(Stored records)
+--

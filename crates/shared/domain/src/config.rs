use serde::Deserialize;
use std::net::{IpAddr, Ipv4Addr};
use std::ops::{Deref, DerefMut};
use std::path::PathBuf;
use std::sync::Arc;

/// Top-level API configuration shared across services.
#[derive(Default, Debug, Clone, Deserialize)]
#[serde(default)]
pub struct ApiConfigInner {
    pub server: ServerConfig,
    pub security: SecurityConfig,
    pub database: DatabaseConfig,
}

/// Thin Arc-wrapped config for inexpensive cloning into subsystems.
#[derive(Default, Debug, Clone, Deserialize)]
pub struct ApiConfig {
    #[serde(flatten, default)]
    inner: Arc<ApiConfigInner>,
}

impl Deref for ApiConfig {
    type Target = ApiConfigInner;

    fn deref(&self) -> &Self::Target {
        &self.inner
    }
}

impl DerefMut for ApiConfig {
    fn deref_mut(&mut self) -> &mut ApiConfigInner {
        Arc::make_mut(&mut self.inner)
    }
}

/// HTTP server configuration.
#[derive(Debug, Clone, Deserialize)]
#[serde(default)]
pub struct ServerConfig {
    pub address: IpAddr,
    pub port: u16,
    pub ssl: Option<SslConfig>,
}

/// TLS certificate/key paths.
#[derive(Debug, Clone, Deserialize)]
#[serde(default)]
pub struct SslConfig {
    pub cert: PathBuf,
    pub key: PathBuf,
}

/// `SurrealDB` connection configuration.
#[derive(Debug, Clone, Deserialize)]
#[serde(default)]
pub struct DatabaseConfig {
    pub url: String,
    pub namespace: String,
    pub database: String,
    pub credentials: Option<DatabaseCredentials>,
}

/// `SurrealDB` root credentials (optional when using unauthenticated engines like mem://).
#[derive(Debug, Clone, Deserialize)]
#[serde(default)]
pub struct DatabaseCredentials {
    pub username: String,
    pub password: String,
}

/// Security knobs: the injected passkey table and session lifecycle.
#[derive(Default, Debug, Clone, Deserialize)]
#[serde(default)]
pub struct SecurityConfig {
    pub sessions: SessionConfig,
    /// Passkey-to-username table. A shared secret per person, checked at login.
    pub passkeys: Vec<PasskeyEntry>,
}

/// One passkey mapped to a fixed username.
#[derive(Debug, Clone, Deserialize)]
pub struct PasskeyEntry {
    pub passkey: String,
    pub username: String,
}

/// Session cache configuration.
#[derive(Debug, Clone, Deserialize)]
#[serde(default)]
pub struct SessionConfig {
    pub ttl_seconds: u64,
    pub cache_capacity: u64,
}

// --- Default ---

impl Default for ServerConfig {
    fn default() -> Self {
        Self { address: IpAddr::V4(Ipv4Addr::UNSPECIFIED), port: 4808, ssl: None }
    }
}

impl Default for SslConfig {
    fn default() -> Self {
        Self { cert: PathBuf::from("cert.pem"), key: PathBuf::from("key.pem") }
    }
}

impl Default for DatabaseConfig {
    fn default() -> Self {
        Self {
            url: "mem://".to_owned(),
            namespace: "amora".to_owned(),
            database: "core".to_owned(),
            credentials: None,
        }
    }
}

impl Default for DatabaseCredentials {
    fn default() -> Self {
        Self { username: "root".to_owned(), password: "root".to_owned() }
    }
}

impl Default for SessionConfig {
    fn default() -> Self {
        // A site for two people: a day-long session and a tiny cache.
        Self { ttl_seconds: 86_400, cache_capacity: 64 }
    }
}
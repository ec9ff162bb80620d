//! Elapsed calendar time between two dates, in human units.

use chrono::{Datelike, NaiveDate};

/// Elapsed time between two dates, decomposed into calendar components.
#[derive(Debug, Clone, PartialEq, Eq)]
pub struct DurationSince {
    pub years: i32,
    pub months: i32,
    pub days: i32,
    /// Non-zero components joined with ", ", e.g. `1 year, 11 months, 26 days`.
    /// `0 days` when the dates coincide.
    pub formatted: String,
}

/// Computes the calendar distance from `start` to `now`.
///
/// Component arithmetic borrows like written subtraction: a negative day count
/// borrows a month (adding the day-count of the month immediately preceding
/// `now`'s), and a negative month count borrows a year.
#[must_use]
pub fn compute_duration(start: NaiveDate, now: NaiveDate) -> DurationSince {
    let mut years = now.year() - start.year();
    let mut months = now.month() as i32 - start.month() as i32;
    let mut days = now.day() as i32 - start.day() as i32;

    if days < 0 {
        months -= 1;
        days += days_in_preceding_month(now);
    }
    if months < 0 {
        years -= 1;
        months += 12;
    }

    DurationSince { years, months, days, formatted: format_components(years, months, days) }
}

fn format_components(years: i32, months: i32, days: i32) -> String {
    let mut parts = Vec::with_capacity(3);
    if years > 0 {
        parts.push(pluralize(years, "year"));
    }
    if months > 0 {
        parts.push(pluralize(months, "month"));
    }
    if days > 0 {
        parts.push(pluralize(days, "day"));
    }

    if parts.is_empty() { "0 days".to_owned() } else { parts.join(", ") }
}

fn pluralize(count: i32, unit: &str) -> String {
    if count == 1 { format!("1 {unit}") } else { format!("{count} {unit}s") }
}

/// Day-count of the month immediately preceding `now`'s month.
fn days_in_preceding_month(now: NaiveDate) -> i32 {
    let (year, month) = if now.month() == 1 {
        (now.year() - 1, 12)
    } else {
        (now.year(), now.month() - 1)
    };

    let first = NaiveDate::from_ymd_opt(year, month, 1);
    let next = if month == 12 {
        NaiveDate::from_ymd_opt(year + 1, 1, 1)
    } else {
        NaiveDate::from_ymd_opt(year, month + 1, 1)
    };

    match (first, next) {
        (Some(first), Some(next)) => (next - first).num_days() as i32,
        // Unreachable for valid (year, month) pairs.
        _ => 30,
    }
}

#[cfg(test)]
mod tests {
    use super::*;

    fn date(year: i32, month: u32, day: u32) -> NaiveDate {
        NaiveDate::from_ymd_opt(year, month, day).expect("valid test date")
    }

    #[test]
    fn whole_years_only() {
        let duration = compute_duration(date(2021, 8, 15), date(2023, 8, 15));

        assert_eq!((duration.years, duration.months, duration.days), (2, 0, 0));
        assert_eq!(duration.formatted, "2 years");
    }

    #[test]
    fn borrows_across_month_and_year() {
        let duration = compute_duration(date(2021, 8, 15), date(2023, 8, 10));

        assert_eq!((duration.years, duration.months, duration.days), (1, 11, 26));
        assert_eq!(duration.formatted, "1 year, 11 months, 26 days");
    }

    #[test]
    fn same_date_is_zero_days() {
        let duration = compute_duration(date(2021, 8, 15), date(2021, 8, 15));

        assert_eq!((duration.years, duration.months, duration.days), (0, 0, 0));
        assert_eq!(duration.formatted, "0 days");
    }

    #[test]
    fn day_borrow_uses_preceding_month_length() {
        // Preceding month is February 2024 (leap): 29 days. 1 + 29 - 15 = 15.
        let duration = compute_duration(date(2024, 2, 15), date(2024, 3, 1));

        assert_eq!((duration.years, duration.months, duration.days), (0, 0, 15));
        assert_eq!(duration.formatted, "15 days");
    }

    #[test]
    fn january_borrows_from_december() {
        let duration = compute_duration(date(2023, 12, 20), date(2024, 1, 10));

        // December has 31 days: 10 + 31 - 20 = 21.
        assert_eq!((duration.years, duration.months, duration.days), (0, 0, 21));
        assert_eq!(duration.formatted, "21 days");
    }

    #[test]
    fn singular_units_read_naturally() {
        let duration = compute_duration(date(2023, 7, 14), date(2024, 8, 15));

        assert_eq!((duration.years, duration.months, duration.days), (1, 1, 1));
        assert_eq!(duration.formatted, "1 year, 1 month, 1 day");
    }
}
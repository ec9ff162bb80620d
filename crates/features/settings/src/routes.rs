use crate::Sitewide;
use crate::error::SettingsError;
use crate::model::{Settings, UpdateSettings};
use amora_domain::constants::SETTINGS_TAG;
use amora_identity::Session;
use amora_kernel::prelude::ApiState;
use axum::Json;
use axum::extract::State;
use tracing::info;

#[utoipa::path(
    get,
    path = "/settings",
    responses(
        (status = OK, description = "Current settings (created with defaults on first read)", body = Settings),
        (status = UNAUTHORIZED, description = "Missing or expired session"),
    ),
    tag = SETTINGS_TAG,
    security(("bearer_token" = [])),
)]
pub(crate) async fn get_settings(
    _session: Session,
    State(state): State<ApiState>,
) -> Result<Json<Settings>, SettingsError> {
    let slice = state.try_get_slice::<Sitewide>()?;
    Ok(Json(slice.repository.get_or_create().await?))
}

#[utoipa::path(
    put,
    path = "/settings",
    request_body = UpdateSettings,
    responses(
        (status = OK, description = "Settings merged", body = Settings),
        (status = BAD_REQUEST, description = "Invalid payload"),
        (status = UNAUTHORIZED, description = "Missing or expired session"),
    ),
    tag = SETTINGS_TAG,
    security(("bearer_token" = [])),
)]
pub(crate) async fn update_settings(
    _session: Session,
    State(state): State<ApiState>,
    Json(payload): Json<UpdateSettings>,
) -> Result<Json<Settings>, SettingsError> {
    payload.validate()?;

    let slice = state.try_get_slice::<Sitewide>()?;
    let settings = slice.repository.merge(payload).await?;

    info!("Settings updated");

    Ok(Json(settings))
}
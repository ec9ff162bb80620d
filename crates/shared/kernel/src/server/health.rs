use amora_domain::constants::SYSTEM_TAG;
use axum::http::header;
use axum::{Json, response::IntoResponse};
use serde::Serialize;
use std::sync::LazyLock;
use std::time::Instant;
use utoipa::ToSchema;

/// Health check response
#[derive(Debug, Serialize, ToSchema)]
#[serde(rename_all = "camelCase")]
struct HealthResponse {
    /// Status
    status: &'static str,
    /// Version
    version: &'static str,
    /// Uptime in seconds
    uptime: u64,
}

static START_TIME: LazyLock<Instant> = LazyLock::new(Instant::now);

#[utoipa::path(
    get,
    path = "/health",
    responses((status = OK, description = "Healthcheck endpoint", body = HealthResponse)),
    tag = SYSTEM_TAG,
)]
#[allow(clippy::unused_async)]
pub(super) async fn health_handler() -> impl IntoResponse {
    let body = HealthResponse {
        status: "up",
        version: env!("CARGO_PKG_VERSION"),
        uptime: START_TIME.elapsed().as_secs(),
    };

    (
        [
            (header::CACHE_CONTROL, "no-store, no-cache, must-revalidate"),
            (header::PRAGMA, "no-cache"),
        ],
        Json(body),
    )
}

+--

PROBLEM:
Only lines that include "ApiConfigInner" belong in the answer; return them from the entries above.

ANSWER SPACE:
pub struct ApiConfigInner {
    inner: Arc<ApiConfigInner>,
    type Target = ApiConfigInner;
    fn deref_mut(&mut self) -> &mut ApiConfigInner {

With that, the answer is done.